Available data →
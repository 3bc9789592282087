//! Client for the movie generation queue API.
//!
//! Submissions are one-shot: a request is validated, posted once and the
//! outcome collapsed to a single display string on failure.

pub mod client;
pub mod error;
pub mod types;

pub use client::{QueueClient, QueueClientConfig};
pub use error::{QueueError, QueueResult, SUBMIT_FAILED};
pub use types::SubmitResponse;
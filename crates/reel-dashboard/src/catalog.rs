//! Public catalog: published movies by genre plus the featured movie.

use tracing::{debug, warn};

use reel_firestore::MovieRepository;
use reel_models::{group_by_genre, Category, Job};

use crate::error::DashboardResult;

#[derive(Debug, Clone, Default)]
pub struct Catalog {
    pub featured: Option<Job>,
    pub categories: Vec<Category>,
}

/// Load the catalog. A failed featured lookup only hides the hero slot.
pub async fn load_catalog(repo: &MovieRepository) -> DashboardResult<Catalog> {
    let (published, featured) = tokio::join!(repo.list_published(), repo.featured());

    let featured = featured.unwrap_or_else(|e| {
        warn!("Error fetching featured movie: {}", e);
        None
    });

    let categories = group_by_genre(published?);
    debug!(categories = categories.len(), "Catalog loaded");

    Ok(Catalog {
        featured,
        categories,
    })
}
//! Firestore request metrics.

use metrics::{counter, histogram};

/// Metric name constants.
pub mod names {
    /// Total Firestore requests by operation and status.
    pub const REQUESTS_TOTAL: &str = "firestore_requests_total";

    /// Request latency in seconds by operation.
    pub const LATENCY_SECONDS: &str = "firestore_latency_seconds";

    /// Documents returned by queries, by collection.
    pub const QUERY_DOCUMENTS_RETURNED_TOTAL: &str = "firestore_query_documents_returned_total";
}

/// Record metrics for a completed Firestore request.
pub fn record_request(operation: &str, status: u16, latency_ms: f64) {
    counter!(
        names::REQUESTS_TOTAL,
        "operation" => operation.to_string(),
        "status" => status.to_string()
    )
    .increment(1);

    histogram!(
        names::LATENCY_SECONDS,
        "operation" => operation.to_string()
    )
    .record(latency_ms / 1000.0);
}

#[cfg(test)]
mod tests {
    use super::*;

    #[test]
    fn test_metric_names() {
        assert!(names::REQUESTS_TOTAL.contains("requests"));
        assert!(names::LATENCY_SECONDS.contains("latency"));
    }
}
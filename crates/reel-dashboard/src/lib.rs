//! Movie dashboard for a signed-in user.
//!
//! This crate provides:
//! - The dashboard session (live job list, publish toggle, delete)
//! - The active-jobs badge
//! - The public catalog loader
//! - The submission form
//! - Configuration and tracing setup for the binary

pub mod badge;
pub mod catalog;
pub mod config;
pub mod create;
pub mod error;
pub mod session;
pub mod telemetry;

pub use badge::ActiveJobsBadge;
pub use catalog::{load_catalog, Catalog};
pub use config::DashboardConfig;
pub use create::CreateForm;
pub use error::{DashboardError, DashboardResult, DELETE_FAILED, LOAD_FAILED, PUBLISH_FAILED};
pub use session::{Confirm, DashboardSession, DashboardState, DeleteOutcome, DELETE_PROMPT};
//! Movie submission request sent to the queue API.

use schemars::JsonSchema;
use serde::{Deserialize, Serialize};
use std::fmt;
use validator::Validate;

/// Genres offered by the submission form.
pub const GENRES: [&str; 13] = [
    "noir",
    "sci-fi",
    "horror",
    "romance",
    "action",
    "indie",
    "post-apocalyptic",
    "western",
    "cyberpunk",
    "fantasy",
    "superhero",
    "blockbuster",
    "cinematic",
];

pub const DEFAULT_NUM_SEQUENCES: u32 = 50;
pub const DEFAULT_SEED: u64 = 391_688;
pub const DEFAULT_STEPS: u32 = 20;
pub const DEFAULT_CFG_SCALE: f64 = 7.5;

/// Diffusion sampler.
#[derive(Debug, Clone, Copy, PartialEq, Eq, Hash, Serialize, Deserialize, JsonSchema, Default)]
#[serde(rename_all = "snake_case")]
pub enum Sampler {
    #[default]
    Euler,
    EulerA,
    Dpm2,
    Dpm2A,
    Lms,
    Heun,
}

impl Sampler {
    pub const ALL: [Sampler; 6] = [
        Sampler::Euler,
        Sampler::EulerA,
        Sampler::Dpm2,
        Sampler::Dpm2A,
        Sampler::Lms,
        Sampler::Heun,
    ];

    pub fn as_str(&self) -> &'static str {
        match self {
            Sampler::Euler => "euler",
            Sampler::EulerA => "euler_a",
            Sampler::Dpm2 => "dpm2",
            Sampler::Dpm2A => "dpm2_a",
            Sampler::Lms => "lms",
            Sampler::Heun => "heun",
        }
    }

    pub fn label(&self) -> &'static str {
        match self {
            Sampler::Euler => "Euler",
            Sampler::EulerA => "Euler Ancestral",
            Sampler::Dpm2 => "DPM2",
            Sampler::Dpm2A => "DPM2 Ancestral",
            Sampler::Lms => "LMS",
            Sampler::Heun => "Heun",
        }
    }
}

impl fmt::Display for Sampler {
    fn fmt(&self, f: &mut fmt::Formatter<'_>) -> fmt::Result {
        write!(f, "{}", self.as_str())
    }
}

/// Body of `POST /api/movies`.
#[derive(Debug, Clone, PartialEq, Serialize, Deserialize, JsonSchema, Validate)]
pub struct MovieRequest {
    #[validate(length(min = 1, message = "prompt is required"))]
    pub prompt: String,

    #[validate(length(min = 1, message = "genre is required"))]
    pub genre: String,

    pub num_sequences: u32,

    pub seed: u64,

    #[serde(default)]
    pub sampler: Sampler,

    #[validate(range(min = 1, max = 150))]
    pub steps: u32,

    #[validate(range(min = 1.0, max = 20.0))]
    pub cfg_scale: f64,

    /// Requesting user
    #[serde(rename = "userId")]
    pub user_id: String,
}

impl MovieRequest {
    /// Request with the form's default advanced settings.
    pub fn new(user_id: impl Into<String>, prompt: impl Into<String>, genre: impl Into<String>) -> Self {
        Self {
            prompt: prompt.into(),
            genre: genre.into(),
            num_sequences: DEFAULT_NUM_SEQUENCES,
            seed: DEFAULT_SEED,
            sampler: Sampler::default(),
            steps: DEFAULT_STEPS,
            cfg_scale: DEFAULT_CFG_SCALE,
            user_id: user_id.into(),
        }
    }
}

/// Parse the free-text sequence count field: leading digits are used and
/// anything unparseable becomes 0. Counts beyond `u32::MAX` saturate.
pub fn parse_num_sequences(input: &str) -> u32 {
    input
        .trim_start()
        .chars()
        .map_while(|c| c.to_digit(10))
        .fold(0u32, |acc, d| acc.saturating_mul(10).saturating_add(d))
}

---

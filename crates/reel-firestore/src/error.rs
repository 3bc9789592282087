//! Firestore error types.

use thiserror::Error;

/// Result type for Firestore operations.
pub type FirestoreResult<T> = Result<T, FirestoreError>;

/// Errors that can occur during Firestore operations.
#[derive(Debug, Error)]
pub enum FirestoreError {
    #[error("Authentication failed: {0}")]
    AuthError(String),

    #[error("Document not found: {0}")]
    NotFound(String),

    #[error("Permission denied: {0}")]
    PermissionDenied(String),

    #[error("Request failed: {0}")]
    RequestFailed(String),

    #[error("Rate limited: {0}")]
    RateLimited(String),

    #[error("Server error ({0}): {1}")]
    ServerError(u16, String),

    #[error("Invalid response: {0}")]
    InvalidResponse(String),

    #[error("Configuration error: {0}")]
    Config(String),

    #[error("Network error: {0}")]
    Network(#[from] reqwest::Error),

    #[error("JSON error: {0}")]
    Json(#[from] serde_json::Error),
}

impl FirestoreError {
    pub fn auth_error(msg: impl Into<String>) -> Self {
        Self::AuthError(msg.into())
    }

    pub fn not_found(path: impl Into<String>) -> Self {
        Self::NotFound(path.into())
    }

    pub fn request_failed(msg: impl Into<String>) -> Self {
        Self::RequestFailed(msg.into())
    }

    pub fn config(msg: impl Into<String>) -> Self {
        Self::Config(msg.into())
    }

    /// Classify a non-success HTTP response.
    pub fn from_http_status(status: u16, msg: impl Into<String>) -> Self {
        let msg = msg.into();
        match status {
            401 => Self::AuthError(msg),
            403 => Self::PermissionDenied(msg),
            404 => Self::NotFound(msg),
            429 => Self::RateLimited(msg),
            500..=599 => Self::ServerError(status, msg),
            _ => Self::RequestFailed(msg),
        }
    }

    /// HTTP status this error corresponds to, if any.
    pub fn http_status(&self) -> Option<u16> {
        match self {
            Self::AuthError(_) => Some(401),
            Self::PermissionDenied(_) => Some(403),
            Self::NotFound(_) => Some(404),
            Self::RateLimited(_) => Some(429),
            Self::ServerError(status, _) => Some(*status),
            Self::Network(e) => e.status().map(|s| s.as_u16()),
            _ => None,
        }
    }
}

==

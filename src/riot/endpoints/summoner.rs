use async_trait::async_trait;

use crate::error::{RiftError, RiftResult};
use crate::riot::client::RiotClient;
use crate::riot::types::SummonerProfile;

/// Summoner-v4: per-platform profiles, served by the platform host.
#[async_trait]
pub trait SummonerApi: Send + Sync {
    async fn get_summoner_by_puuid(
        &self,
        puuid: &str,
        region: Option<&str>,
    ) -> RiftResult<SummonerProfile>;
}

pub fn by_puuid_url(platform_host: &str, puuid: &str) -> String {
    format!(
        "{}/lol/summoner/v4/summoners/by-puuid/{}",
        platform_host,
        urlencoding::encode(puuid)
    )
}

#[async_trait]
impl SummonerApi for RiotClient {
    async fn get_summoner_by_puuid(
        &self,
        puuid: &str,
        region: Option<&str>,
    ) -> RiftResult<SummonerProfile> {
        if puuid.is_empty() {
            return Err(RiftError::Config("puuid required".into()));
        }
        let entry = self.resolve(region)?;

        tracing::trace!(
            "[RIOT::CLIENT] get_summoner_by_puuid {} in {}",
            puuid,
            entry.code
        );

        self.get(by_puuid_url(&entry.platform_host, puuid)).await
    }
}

Assigned task →
Scanning the data above, count the lines in which the string "NotFound" occurs and state only the count.

Output for this exercise →
4